There are several operational, financial and legal pros and cons to these models:
            Direct Employment
·         Compensation and benefits directly from hospital
·         Professional fees assigned to hospital
·         Potential for Provider Based Billing
·         Compensation must be fair market value, can include incentive programs
·         Physicians may only receive compensation associated with professional services provided directly by that provider
·         Physician leadership and management skills development essential

Foundation Model
·         Foundation owns the revenue and clinics
·         Foundation is typically not-for-profit, achieving tax-exempt status ties to several requirements
o   Limit physician representation on the board to no more than 20%
o   Tied to whether the Foundation and hospital provide a “system of care”
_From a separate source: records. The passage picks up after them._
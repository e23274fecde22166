//! `nexus migrate validate` -- check every migration file's SQL for
//! structural errors and courtesy warnings, without applying anything.

use anyhow::{bail, Context, Result};
use nexus_migrate::{load_from_dir, Severity};

use crate::context::RuntimeContext;

pub fn run(ctx: &RuntimeContext) -> Result<()> {
    let migrations = load_from_dir(&ctx.migrations_dir()).context("failed to load migrations")?;

    let mut error_count = 0;
    for migration in &migrations {
        let result = nexus_migrate::validate(migration);
        for finding in &result.findings {
            let label = match finding.severity {
                Severity::Error => {
                    error_count += 1;
                    "error"
                }
                Severity::Warning => "warning",
            };
            println!("{}: {label}: {}", migration.id, finding.message);
        }
    }

    if error_count > 0 {
        bail!("{error_count} validation error(s) found");
    }

    println!("{} migration(s) validated, no errors.", migrations.len());
    Ok(())
}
·         Physicians typically serve on management committees Compensation
·         Physicians enter into a PSA agreement to provide professional services at the Foundation clinic sites
·         Often the preferred model when physicians desire to remain more independent than they may be as hospital employees
·         Physician organization responsible for developing their own compensation and benefit structure
·         Foundation pays a rate to the Physician Organization for professional services ($/wRVU)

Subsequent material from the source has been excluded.